According to the survey by FNADIR (National Federation of Regional Associations of Directors of Apprentice Training Centres) and ORCOM (Accounting Firm), CFAs suffer from Covid-19. Indeed, the training offered by these institutions may suffer from cash flow problems. As a result, some sections may close. There is also an increase in the breach of apprenticeship contracts. New Aquitaine had the highest number of breaches of contracts between March and May 15, 2020, according to the FNADIR and ORCOM survey. The strong growth in apprenticeships in 2019 is expected to fall considerably as a result of the impact of the Covid-19. For this reason, schools implement alternatives, usually based on solidarity. The Government also lends a hand to the education system.

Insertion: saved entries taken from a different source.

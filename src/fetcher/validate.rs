use super::{
    super::{cache::*, promise::*},
    transport::*,
};

use {
    bytes::*,
    http::{StatusCode, header::*},
    std::result::Result,
};

/// Turn a transport result into an outcome.
///
/// Checks, in order, stopping at the first that applies:
///
/// 1. Cancelled by the transport: [Cancelled](Outcome::Cancelled).
/// 2. Transport failure: [Transport](CacheError::Transport).
/// 3. Status is not 200: [InvalidStatusCode](CacheError::InvalidStatusCode).
/// 4. Payload shorter than its declared `Content-Length`:
///    [InvalidPayloadLength](CacheError::InvalidPayloadLength).
/// 5. No payload: [EmptyResponse](CacheError::EmptyResponse).
///
/// Otherwise succeeds with the payload.
pub fn validate_response(
    result: Result<TransportResponse, TransportError>,
) -> Outcome<Bytes, CacheError> {
    let response = match result {
        Ok(response) => response,
        Err(TransportError::Cancelled) => return Outcome::Cancelled,
        Err(TransportError::Failed(error)) => {
            return Outcome::Failure(CacheError::Transport(error));
        }
    };

    let status = response.status();
    if status != StatusCode::OK {
        return Outcome::Failure(CacheError::InvalidStatusCode(status));
    }

    let declared = declared_length(response.headers());
    let payload = response.into_body();

    if let (Some(declared), Some(payload)) = (declared, &payload) {
        if (payload.len() as u64) < declared {
            return Outcome::Failure(CacheError::InvalidPayloadLength {
                declared,
                received: payload.len(),
            });
        }
    }

    match payload {
        Some(payload) => Outcome::Success(payload),
        None => Outcome::Failure(CacheError::EmptyResponse),
    }
}

// Unparsable values count as undeclared.
fn declared_length(headers: &HeaderMap) -> Option<u64> {
    headers
        .get(CONTENT_LENGTH)?
        .to_str()
        .ok()?
        .trim()
        .parse()
        .ok()
}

In order to cushion the impact of Covid-19 on the future of young people in terms of their learning, the Government is putting in place a plan to boost learning. The aim is to create exceptional assistance in the recruitment of apprentices from the beginning of September 2020. This plan is to provide financial assistance. In fact, it is 5,000 euros that will be paid for an apprentice under the age of 18 and 8,000 for an apprentice major (2) to companies. In addition, the search period for an apprenticeship contract is extended. Between 1 August and 31 December 2020, young people have “a 6-month period to find a company with which to sign an apprenticeship contract” (2).
Time, at a time of economic instability, is the worst enemy of students and apprentices. It is more difficult to find internships, internships or apprenticeships. Most recruitments today are done in a virtual, dematerialized way. So, adding an extra period to find a corresponding job offer to his profile, is almost inevitable.

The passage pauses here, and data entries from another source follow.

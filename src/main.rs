//! Quidditch League Server - fantasy league backend
//!
//! This is the main entry point for the server. It handles:
//! - Authenticated CRUD endpoints for users, leagues, teams and players
//! - Game scheduling and interval logs
//! - The match simulation core: lineups, performance, movement, snitch

mod app;
mod config;
mod game;
mod http;
mod store;
mod util;

use std::net::SocketAddr;

use tokio::net::TcpListener;
use tracing::info;
use tracing_subscriber::{layer::SubscriberExt, util::SubscriberInitExt};

use crate::app::AppState;
use crate::config::Config;
use crate::http::build_router;
use crate::store::users::ROLE_ADMIN;
use crate::store::StoreError;
use crate::util::time::init_server_time;

#[tokio::main]
async fn main() -> anyhow::Result<()> {
    // Load environment variables
    dotenvy::dotenv().ok();

    // Load configuration
    let config = Config::from_env()?;

    // Initialize tracing
    init_tracing(&config.log_level);

    // Initialize server time tracking
    init_server_time();

    info!("Starting Quidditch League Server");
    info!("Server address: {}", config.server_addr);

    // Create application state
    let state = AppState::new(config.clone());

    // Create the startup admin account, if configured
    ensure_bootstrap_admin(&state)?;

    // Build router
    let router = build_router(state);

    // Start server
    let addr: SocketAddr = config.server_addr;
    let listener = TcpListener::bind(addr).await?;

    info!("Server listening on {}", addr);
    info!("Health check: http://{}/health", addr);

    axum::serve(listener, router)
        .with_graceful_shutdown(shutdown_signal())
        .await?;

    info!("Server shutdown complete");
    Ok(())
}

/// Initialize tracing/logging
fn init_tracing(log_level: &str) {
    let env_filter = tracing_subscriber::EnvFilter::try_from_default_env()
        .unwrap_or_else(|_| tracing_subscriber::EnvFilter::new(log_level));

    tracing_subscriber::registry()
        .with(env_filter)
        .with(tracing_subscriber::fmt::layer().with_target(true))
        .init();
}

/// Create the configured admin account unless it already exists
fn ensure_bootstrap_admin(state: &AppState) -> anyhow::Result<()> {
    let Some(admin) = &state.config.bootstrap_admin else {
        return Ok(());
    };

    let hash = bcrypt::hash(&admin.password, bcrypt::DEFAULT_COST)?;
    match state.users.create(&admin.username, &hash, ROLE_ADMIN) {
        Ok(user) => info!(username = %user.username, "bootstrap admin created"),
        Err(StoreError::Conflict(_)) => {
            info!(username = %admin.username, "bootstrap admin already exists");
        }
        Err(err) => return Err(err.into()),
    }
    Ok(())
}

/// Graceful shutdown signal handler
async fn shutdown_signal() {
    let ctrl_c = async {
        tokio::signal::ctrl_c()
            .await
            .expect("Failed to install Ctrl+C handler");
    };

    #[cfg(unix)]
    let terminate = async {
        tokio::signal::unix::signal(tokio::signal::unix::SignalKind::terminate())
            .expect("Failed to install signal handler")
            .recv()
            .await;
    };

    #[cfg(not(unix))]
    let terminate = std::future::pending::<()>();

    tokio::select! {
        _ = ctrl_c => {
            info!("Received Ctrl+C, starting graceful shutdown");
        }
        _ = terminate => {
            info!("Received terminate signal, starting graceful shutdown");
        }
    }
}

Towards a new vision of school and the transmission of knowledge
Today’s younger generation is seeing its school and education system evolve before its eyes. This is a radical change that no other generation has faced before. This adaptation, in the continuity of the transmission of knowledge to these young people, requires the digitalization of tools. LiveClass, Zoom and many other platforms were part of the daily lives of many students during the confinement. For the youngest, it is Lumni. It is the educational platform of the French public audiovisual sector that provides courses in the form of video or audio content. Teachers help design these courses, which are intended for students from primary to high school.
From primary school to higher education, through learning in CFA; there are alternatives to access to culture, knowledge and knowledge. Many professional contracts are delayed or jostled by the Covid-19 and the current French economic situation. Nevertheless, mechanisms are being deployed throughout France to minimize the negative impact of the health crisis on today’s student generation. The Government relies on the transmission of knowledge, for everyone, at every moment. A promise that will be tested very quickly; starting next year in September, remotely, semi-distance or physically.